### [Task]
You are asked to filter the data below and copy every line holding "None".

Provided entries Start Marker

use std::net::IpAddr;

use anyhow::{bail, Context, Result};
use log::info;
use serde::Deserialize;

fn default_listen_address() -> String {
    String::from("0.0.0.0")
}

fn default_listen_port() -> u16 {
    2121
}

fn default_max_connections() -> usize {
    512
}

fn default_root_dir() -> String {
    String::from("/var/ftp")
}

fn default_welcome_message() -> String {
    String::from("Service ready for new user.")
}

fn default_data_timeout_seconds() -> u64 {
    30
}

fn default_anonymous_enabled() -> bool {
    true
}

#[derive(Debug, Clone, Deserialize)]
pub struct ServerConfig {
    #[serde(default = "default_listen_address")]
    pub listen_address: String,
    #[serde(default = "default_listen_port")]
    pub listen_port: u16,
    /// Live control connections accepted at once; further clients get 421.
    #[serde(default = "default_max_connections")]
    pub max_connections: usize,
    /// Root of the served tree; sessions cannot escape it.
    #[serde(default = "default_root_dir")]
    pub root_dir: String,
    #[serde(default = "default_welcome_message")]
    pub welcome_message: String,
}

#[derive(Debug, Clone, Deserialize)]
pub struct DataConnectionConfig {
    /// First port of the passive listener range; 0 means ephemeral ports.
    #[serde(default)]
    pub passive_port_range_start: u16,
    /// Last port of the passive listener range, inclusive.
    #[serde(default)]
    pub passive_port_range_end: u16,
    /// Accept/connect timeout for the data channel.
    #[serde(default = "default_data_timeout_seconds")]
    pub timeout_seconds: u64,
    /// Address advertised in PASV replies when the server sits behind NAT.
    #[serde(default)]
    pub external_address: Option<String>,
}

#[derive(Debug, Clone, Deserialize)]
pub struct UserCredential {
    pub name: String,
    /// bcrypt hash, as produced by `ferroftpd --hash-password`.
    pub password_hash: String,
}

#[derive(Debug, Clone, Deserialize)]
pub struct AuthConfig {
    #[serde(default = "default_anonymous_enabled")]
    pub anonymous_enabled: bool,
    #[serde(default)]
    pub users: Vec<UserCredential>,
}

#[derive(Debug, Clone, Deserialize)]
pub struct Config {
    #[serde(default)]
    pub server: ServerConfig,
    #[serde(default)]
    pub data_connection: DataConnectionConfig,
    #[serde(default)]
    pub auth: AuthConfig,
}

impl Default for ServerConfig {
    fn default() -> Self {
        Self {
            listen_address: default_listen_address(),
            listen_port: default_listen_port(),
            max_connections: default_max_connections(),
            root_dir: default_root_dir(),
            welcome_message: default_welcome_message(),
        }
    }
}

impl Default for DataConnectionConfig {
    fn default() -> Self {
        Self {
            passive_port_range_start: 0,
            passive_port_range_end: 0,
            timeout_seconds: default_data_timeout_seconds(),
            external_address: None,
        }
    }
}

impl Default for AuthConfig {
    fn default() -> Self {
        Self {
            anonymous_enabled: default_anonymous_enabled(),
            users: Vec::new(),
        }
    }
}

impl Default for Config {
    fn default() -> Self {
        Self {
            server: ServerConfig::default(),
            data_connection: DataConnectionConfig::default(),
            auth: AuthConfig::default(),
        }
    }
}

impl Config {
    pub fn load_from_file(path: &str) -> Result<Self> {
        let config_str = std::fs::read_to_string(path)
            .with_context(|| format!("Failed to read configuration file: {}", path))?;
        let config: Config = toml::from_str(&config_str)
            .with_context(|| format!("Failed to parse configuration file: {}", path))?;
        config.validate()?;
        Ok(config)
    }

    /// Rejects configurations the server could not honor at runtime.
    pub fn validate(&self) -> Result<()> {
        let dc = &self.data_connection;
        if dc.passive_port_range_start > dc.passive_port_range_end {
            bail!(
                "passive port range is inverted: {}..{}",
                dc.passive_port_range_start,
                dc.passive_port_range_end
            );
        }
        if (dc.passive_port_range_start == 0) != (dc.passive_port_range_end == 0) {
            bail!("passive port range must set both ends or neither");
        }
        if let Some(addr) = &dc.external_address {
            addr.parse::<IpAddr>()
                .with_context(|| format!("invalid external_address: {}", addr))?;
        }
        self.server
            .listen_address
            .parse::<IpAddr>()
            .with_context(|| format!("invalid listen_address: {}", self.server.listen_address))?;
        Ok(())
    }

    /// Parsed external address override, validated at startup.
    pub fn external_address(&self) -> Option<IpAddr> {
        self.data_connection
            .external_address
            .as_ref()
            .and_then(|addr| addr.parse().ok())
    }
}

pub fn log_config(config: &Config) {
    info!("  Listen Address: {}", config.server.listen_address);
    info!("  Listen Port: {}", config.server.listen_port);
    info!("  Max Connections: {}", config.server.max_connections);
    info!("  Root Directory: {}", config.server.root_dir);
    info!(
        "  Passive Port Range: {}..{}",
        config.data_connection.passive_port_range_start,
        config.data_connection.passive_port_range_end
    );
    info!(
        "  Data Connection Timeout: {}s",
        config.data_connection.timeout_seconds
    );
    if let Some(addr) = &config.data_connection.external_address {
        info!("  External Address: {}", addr);
    }
    info!(
        "  Anonymous Login: {}",
        if config.auth.anonymous_enabled {
            "enabled"
        } else {
            "disabled"
        }
    );
}
#[tokio::test]
async fn pass_before_user_is_503() {
    let ctx = test_context();
    let mut session = test_session_with(MockFsState::default());
    let (_, output) = run_session(&ctx, &mut session, "PASS secret\r\n").await;
    assert!(output.starts_with("503 "));
}

#[tokio::test]
async fn third_failed_login_disconnects_with_421() {
    let ctx = test_context();
    let mut session = test_session_with(MockFsState::default());

    let script = "USER alice\r\nPASS wrong\r\nUSER alice\r\nPASS wrong\r\nUSER alice\r\nPASS wrong\r\nNOOP\r\n";
    let (end, output) = run_session(&ctx, &mut session, script).await;

    assert_eq!(end, SessionEnd::ForcedClose);
    let lines = reply_lines(&output);
    assert_eq!(lines.iter().filter(|l| l.starts_with("530 ")).count(), 2);
    assert!(lines.last().unwrap().starts_with("421 "));
    assert_eq!(ctx.stats.snapshot().total_logins, 0);
}

#[tokio::test]
async fn rename_flow_consumes_the_marker() {
    let state = MockFsState::default();
    state.add("/old.txt", MockEntry::file());
    let ctx = test_context();
    let mut session = logged_in(state.clone());

    let (_, output) = run_session(&ctx, &mut session, "RNFR old.txt\r\nRNTO new.txt\r\n").await;

    let lines = reply_lines(&output);
    assert!(lines[0].starts_with("350 "));
    assert!(lines[1].starts_with("250 "));
    assert!(!state.contains("/old.txt"));
    assert!(state.contains("/new.txt"));
    assert_eq!(ctx.stats.snapshot().files_renamed, 1);
    assert_eq!(session.rename_from, None);
}

#[tokio::test]
async fn intervening_command_clears_the_rename_marker() {
    let state = MockFsState::default();
    state.add("/old.txt", MockEntry::file());
    let ctx = test_context();
    let mut session = logged_in(state.clone());

    let (_, output) = run_session(
        &ctx,
        &mut session,
        "RNFR old.txt\r\nNOOP\r\nRNTO new.txt\r\n",
    )
    .await;

    let lines = reply_lines(&output);
    assert!(lines[2].starts_with("503 "));
    assert!(state.contains("/old.txt"));
}

#[tokio::test]
async fn rnto_without_rnfr_is_503() {
    let ctx = test_context();
    let mut session = logged_in(MockFsState::default());
    let (_, output) = run_session(&ctx, &mut session, "RNTO new.txt\r\n").await;
    assert!(output.starts_with("503 "));
}

#[tokio::test]
async fn rest_marker_is_cleared_by_an_unrelated_command() {
    let ctx = test_context();
    let mut session = logged_in(MockFsState::default());
    let (_, output) = run_session(&ctx, &mut session, "REST 100\r\nNOOP\r\n").await;
    assert!(output.starts_with("350 Restarting at 100."));
    assert_eq!(session.restart_offset, 0);
}

#[tokio::test]
async fn mkd_and_cwd_against_the_mock_tree() {
    let state = MockFsState::default();
    let ctx = test_context();
    let mut session = logged_in(state.clone());

    let (_, output) = run_session(&ctx, &mut session, "MKD pub\r\nCWD pub\r\nPWD\r\nCDUP\r\n").await;

    let lines = reply_lines(&output);
    assert_eq!(lines[0], "257 \"/pub\" directory created.");
    assert!(lines[1].starts_with("250 "));
    assert_eq!(lines[2], "257 \"/pub\" is the current directory.");
    assert!(lines[3].starts_with("250 "));
    assert_eq!(ctx.stats.snapshot().dirs_created, 1);
}

#[tokio::test]
async fn size_reports_only_regular_files() {
    let state = MockFsState::default();
    state.add("/big.bin", {
        let mut e = MockEntry::file();
        e.size = 4096;
        e
    });
    state.add("/pub", MockEntry::dir());
    let ctx = test_context();
    let mut session = logged_in(state);

    let (_, output) = run_session(&ctx, &mut session, "SIZE big.bin\r\nSIZE pub\r\n").await;

    let lines = reply_lines(&output);
    assert_eq!(lines[0], "213 4096");
    assert!(lines[1].starts_with("550 "));
}

// ---------------------------------------------------------------------
// Transfers against the local-disk backend and real loopback sockets

fn temp_root(tag: &str) -> PathBuf {
    static COUNTER: AtomicU32 = AtomicU32::new(0);
    let dir = std::env::temp_dir().join(format!(
        "ferroftpd-cmd-{}-{}-{}",
        tag,
        std::process::id(),
        COUNTER.fetch_add(1, Ordering::Relaxed)
    ));
    std::fs::create_dir_all(&dir).unwrap();
    dir
}

fn native_session(root: &PathBuf) -> Session {
    let factory = NativeFileSystemFactory::new(root).unwrap();
    let mut session = Session::new(
        1,
        "127.0.0.1:40000".parse().unwrap(),
        "127.0.0.1:2121".parse().unwrap(),
        factory.create_view("alice").unwrap(),
        Duration::from_secs(5),
    );
    session.username = Some(String::from("alice"));
    session
}

fn port_argument(port: u16) -> String {
    format!("127,0,0,1,{},{}", port / 256, port % 256)
}

#[tokio::test]
async fn retr_streams_the_file_in_active_mode() {
    let root = temp_root("retr");
    std::fs::write(root.join("report.txt"), b"quarterly numbers").unwrap();
    let ctx = test_context();
    let mut session = native_session(&root);

    // the test plays the client's data endpoint
    let data_listener = TcpListener::bind("127.0.0.1:0").await.unwrap();
    let data_port = data_listener.local_addr().unwrap().port();
    let receiver = tokio::spawn(async move {
        let (mut stream, _) = data_listener.accept().await.unwrap();
        let mut body = Vec::new();
        stream.read_to_end(&mut body).await.unwrap();
        body
    });

    let script = format!("PORT {}\r\nRETR report.txt\r\n", port_argument(data_port));
    let (_, output) = run_session(&ctx, &mut session, &script).await;

    let lines = reply_lines(&output);
    assert!(lines[0].starts_with("200 "));
    assert!(lines[1].starts_with("150 "));
    assert!(lines[2].starts_with("226 "));
    assert_eq!(receiver.await.unwrap(), b"quarterly numbers");
    let totals = ctx.stats.snapshot();
    assert_eq!(totals.files_downloaded, 1);
    assert_eq!(totals.bytes_downloaded, 17);

    std::fs::remove_dir_all(&root).unwrap();
}

#[tokio::test]
async fn rest_offset_applies_to_the_next_retr() {
    let root = temp_root("rest");
    std::fs::write(root.join("log.txt"), b"0123456789").unwrap();
    let ctx = test_context();
    let mut session = native_session(&root);

    let data_listener = TcpListener::bind("127.0.0.1:0").await.unwrap();
    let data_port = data_listener.local_addr().unwrap().port();
    let receiver = tokio::spawn(async move {
        let (mut stream, _) = data_listener.accept().await.unwrap();
        let mut body = Vec::new();
        stream.read_to_end(&mut body).await.unwrap();
        body
    });

    let script = format!(
        "PORT {}\r\nREST 6\r\nRETR log.txt\r\n",
        port_argument(data_port)
    );
    let (_, output) = run_session(&ctx, &mut session, &script).await;

    assert!(output.contains("350 Restarting at 6."));
    assert_eq!(receiver.await.unwrap(), b"6789");
    assert_eq!(session.restart_offset, 0);

    std::fs::remove_dir_all(&root).unwrap();
}

#[tokio::test]
async fn stor_receives_the_upload_in_passive_mode() {
    let root = temp_root("stor");
    let ctx = test_context();
    let mut session = native_session(&root);

    let (_, output) = run_session(&ctx, &mut session, "PASV\r\n").await;
    let line = reply_lines(&output)[0].to_string();
    assert!(line.starts_with("227 "));
    let fields: Vec<u16> = line
        .trim_end_matches(").")
        .rsplit_once('(')
        .unwrap()
        .1
        .split(',')
        .map(|f| f.parse().unwrap())
        .collect();
    let port = fields[4] * 256 + fields[5];

    let uploader = tokio::spawn(async move {
        let mut stream = tokio::net::TcpStream::connect(("127.0.0.1", port))
            .await
            .unwrap();
        stream.write_all(b"fresh upload").await.unwrap();
        stream.shutdown().await.unwrap();
    });

    let (_, output) = run_session(&ctx, &mut session, "STOR incoming.txt\r\n").await;
    let lines = reply_lines(&output);
    assert!(lines[0].starts_with("150 "));
    assert!(lines[1].starts_with("226 "));
    uploader.await.unwrap();

    assert_eq!(
        std::fs::read(root.join("incoming.txt")).unwrap(),
        b"fresh upload"
    );
    assert_eq!(ctx.stats.snapshot().files_uploaded, 1);

    std::fs::remove_dir_all(&root).unwrap();
}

Provided entries End Marker

### [Your solution]
            external_address: None,
    assert_eq!(session.rename_from, None);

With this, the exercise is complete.